Le champion de Belgique n’a eu besoin que d’un cross pour mettre tout le monde d’accord et mettre un fameux coup de clim’ à la concurrence (excepté Mathieu van der Poel), même s’il faut rappeler qu’il était sur son terrain de prédilection. En effet, Wout Van Aert aime traîner ses adversaires dans la boue.

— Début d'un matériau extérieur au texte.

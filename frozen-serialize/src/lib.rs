#![warn(missing_docs)]
#![warn(clippy::std_instead_of_core)]
#![warn(clippy::std_instead_of_alloc)]
#![forbid(unsafe_code)]
#![doc = include_str!("../README.md")]

extern crate alloc;

use alloc::vec::Vec;

use frozen_core::{Frozen, Snapshot, Value};
use frozen_reflect::{FieldSelection, Peek, PeekFrozen, PeekListLike, PeekMap};
use log::debug;

mod debug_serializer;
pub use debug_serializer::*;

/// A trait for implementing format-specific serialization logic.
/// The iterative walk uses this trait to output data.
pub trait Serializer {
    /// The error type returned by serialization methods
    type Error;

    /// Serialize a unit value `()`.
    fn serialize_unit(&mut self) -> Result<(), Self::Error>;

    /// Serialize a boolean value.
    fn serialize_bool(&mut self, value: bool) -> Result<(), Self::Error>;

    /// Serialize a signed 64-bit integer.
    fn serialize_i64(&mut self, value: i64) -> Result<(), Self::Error>;

    /// Serialize a double-precision floating-point value.
    fn serialize_f64(&mut self, value: f64) -> Result<(), Self::Error>;

    /// Serialize a UTF-8 string slice.
    fn serialize_str(&mut self, value: &str) -> Result<(), Self::Error>;

    /// Serialize a raw byte slice.
    fn serialize_bytes(&mut self, value: &[u8]) -> Result<(), Self::Error>;

    /// Begin serializing a frozen instance.
    ///
    /// # Arguments
    ///
    /// * `type_name` - The exact type of the instance.
    /// * `len` - The number of fields that will follow.
    fn start_record(&mut self, type_name: &'static str, len: Option<usize>)
    -> Result<(), Self::Error>;

    /// Signal the end of serializing a frozen instance.
    fn end_record(&mut self) -> Result<(), Self::Error>;

    /// Begin serializing a tuple.
    fn start_tuple(&mut self, len: Option<usize>) -> Result<(), Self::Error>;

    /// Signal the end of serializing a tuple.
    fn end_tuple(&mut self) -> Result<(), Self::Error>;

    /// Begin serializing an array/sequence-like value.
    fn start_array(&mut self, len: Option<usize>) -> Result<(), Self::Error>;

    /// Signal the end of serializing an array/sequence-like value.
    fn end_array(&mut self) -> Result<(), Self::Error>;

    /// Begin serializing a map/dictionary-like value.
    fn start_map(&mut self, len: Option<usize>) -> Result<(), Self::Error>;

    /// Signal the end of serializing a map/dictionary-like value.
    fn end_map(&mut self) -> Result<(), Self::Error>;

    /// Serialize a field name (for records).
    fn serialize_field_name(&mut self, name: &'static str) -> Result<(), Self::Error>;

    /// Called between a map key and its value.
    fn begin_map_value(&mut self) -> Result<(), Self::Error> {
        Ok(())
    }
}

#[derive(Debug)]
enum SerializeTask<'mem> {
    Value(Peek<'mem>),
    Record(PeekFrozen<'mem>),
    RecordFields(PeekFrozen<'mem>),
    Items(PeekListLike<'mem>),
    MapEntries(PeekMap<'mem>),
    FieldName(&'static str),
    MapValue(Peek<'mem>),
    EndRecord,
    EndTuple,
    EndArray,
    EndMap,
}

struct Walk<'mem> {
    stack: Vec<SerializeTask<'mem>>,
    selection: FieldSelection,
}

impl<'mem> Walk<'mem> {
    fn new(selection: FieldSelection) -> Self {
        Self {
            stack: Vec::new(),
            selection,
        }
    }

    fn run<S>(mut self, serializer: &mut S) -> Result<(), S::Error>
    where
        S: Serializer,
    {
        while let Some(task) = self.stack.pop() {
            match task {
                SerializeTask::Value(peek) => {
                    debug!("Serializing a {}", peek.kind());
                    self.value(peek, serializer)?;
                }
                SerializeTask::Record(record) => {
                    let len = record.fields_for_serialize(self.selection).count();
                    debug!("Serializing {} with {len} field(s)", record.descriptor().name);
                    serializer.start_record(record.descriptor().name, Some(len))?;
                    self.stack.push(SerializeTask::EndRecord);
                    self.stack.push(SerializeTask::RecordFields(record));
                }
                SerializeTask::RecordFields(record) => {
                    let fields: Vec<_> = record.fields_for_serialize(self.selection).collect();
                    for (field, peek) in fields.into_iter().rev() {
                        self.stack.push(SerializeTask::Value(peek));
                        self.stack.push(SerializeTask::FieldName(field.name));
                    }
                }
                SerializeTask::Items(items) => {
                    for item in items.iter().rev() {
                        self.stack.push(SerializeTask::Value(item));
                    }
                }
                SerializeTask::MapEntries(map) => {
                    for (key, value) in map.iter().rev() {
                        self.stack.push(SerializeTask::MapValue(value));
                        self.stack.push(SerializeTask::Value(key));
                    }
                }
                SerializeTask::FieldName(name) => {
                    serializer.serialize_field_name(name)?;
                }
                SerializeTask::MapValue(peek) => {
                    serializer.begin_map_value()?;
                    self.stack.push(SerializeTask::Value(peek));
                }
                SerializeTask::EndRecord => serializer.end_record()?,
                SerializeTask::EndTuple => serializer.end_tuple()?,
                SerializeTask::EndArray => serializer.end_array()?,
                SerializeTask::EndMap => serializer.end_map()?,
            }
        }
        Ok(())
    }

    fn value<S>(&mut self, peek: Peek<'mem>, serializer: &mut S) -> Result<(), S::Error>
    where
        S: Serializer,
    {
        match peek.value() {
            Value::Unit => serializer.serialize_unit(),
            Value::Bool(value) => serializer.serialize_bool(*value),
            Value::Int(value) => serializer.serialize_i64(*value),
            Value::Float(value) => serializer.serialize_f64(*value),
            Value::Str(value) => serializer.serialize_str(value),
            Value::Bytes(value) => serializer.serialize_bytes(value),
            Value::Tuple(items) => {
                serializer.start_tuple(Some(items.len()))?;
                self.stack.push(SerializeTask::EndTuple);
                self.push_items(peek);
                Ok(())
            }
            Value::List(items) => {
                serializer.start_array(Some(items.len()))?;
                self.stack.push(SerializeTask::EndArray);
                self.push_items(peek);
                Ok(())
            }
            Value::Map(entries) => {
                serializer.start_map(Some(entries.len()))?;
                self.stack.push(SerializeTask::EndMap);
                if let Ok(map) = peek.into_map() {
                    self.stack.push(SerializeTask::MapEntries(map));
                }
                Ok(())
            }
            Value::Record(frozen) => {
                self.stack.push(SerializeTask::Record(PeekFrozen::new(frozen)));
                Ok(())
            }
        }
    }

    fn push_items(&mut self, peek: Peek<'mem>) {
        if let Ok(items) = peek.into_list_like() {
            self.stack.push(SerializeTask::Items(items));
        }
    }
}

/// Serializes the selected fields of a frozen instance. Nested records use
/// the same selection.
pub fn serialize<S>(
    frozen: &Frozen,
    selection: FieldSelection,
    serializer: &mut S,
) -> Result<(), S::Error>
where
    S: Serializer,
{
    let mut walk = Walk::new(selection);
    walk.stack.push(SerializeTask::Record(PeekFrozen::new(frozen)));
    walk.run(serializer)
}

/// Serializes a single value. Nested records include every field.
pub fn serialize_value<S>(value: &Value, serializer: &mut S) -> Result<(), S::Error>
where
    S: Serializer,
{
    let mut walk = Walk::new(FieldSelection::All);
    walk.stack.push(SerializeTask::Value(Peek::new(value)));
    walk.run(serializer)
}

/// Serializes captured state: the type name and every captured field.
pub fn serialize_snapshot<S>(snapshot: &Snapshot, serializer: &mut S) -> Result<(), S::Error>
where
    S: Serializer,
{
    let fields: Vec<_> = snapshot.fields().collect();
    debug!(
        "Serializing a snapshot of {} with {} field(s)",
        snapshot.descriptor().name,
        fields.len()
    );
    serializer.start_record(snapshot.descriptor().name, Some(fields.len()))?;

    let mut walk = Walk::new(FieldSelection::All);
    walk.stack.push(SerializeTask::EndRecord);
    for (name, value) in fields.into_iter().rev() {
        walk.stack.push(SerializeTask::Value(Peek::new(value)));
        walk.stack.push(SerializeTask::FieldName(name));
    }
    walk.run(serializer)
}

/// Types that can drive a [`Serializer`]
pub trait Serialize {
    /// Serialize this value with the given serializer
    fn serialize<S: Serializer>(&self, serializer: &mut S) -> Result<(), S::Error>;
}

impl Serialize for Frozen {
    fn serialize<S: Serializer>(&self, serializer: &mut S) -> Result<(), S::Error> {
        serialize(self, FieldSelection::All, serializer)
    }
}

impl Serialize for Snapshot {
    fn serialize<S: Serializer>(&self, serializer: &mut S) -> Result<(), S::Error> {
        serialize_snapshot(self, serializer)
    }
}

impl Serialize for Value {
    fn serialize<S: Serializer>(&self, serializer: &mut S) -> Result<(), S::Error> {
        serialize_value(self, serializer)
    }
}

Sur une plaine de Tommorowland à l’ambiance forcément un peu moins électronique qu’en été, Wout Van Aert a été ovationné tel un DJ star dès la présentation des coureurs. Si Tom Pidcock, champion oympique du VTT a aussi reçu de chaleureux applaudissements de la part du public flamand massé en plus grand nombre que d’habitude le long du parcours de Boom, l’accueil réservé aux Eli Iserbyt, Toon Aerts ou Lars van der Haar fut presque aussi froid que l’air humide ambiant en ce samedi de décembre. Ces derniers espéraient sans doute prendre leur revanche dans les labourés et profiter de la reconnaissance des spectateurs une fois sur le podium.

L’entraîneur d’Iserbyt avait d’ailleurs dit en avant-propos de la course de ce samedi que si Van Aert ou Pidcock gagnaient pour leur rentrée, la concurrence aurait alors un problème. Il n’imaginait certainement pas la débâcle qu’allait subir son protégé ainsi que tous les rivaux de Wout Van Aert… Déjà privés de cadeau de Saint-Nicolas, les pauvres Aerts, Iserbyt, van der Haar, Vanthourenhout and cie risquent aussi de voir le Père Noël zapper leur cheminée.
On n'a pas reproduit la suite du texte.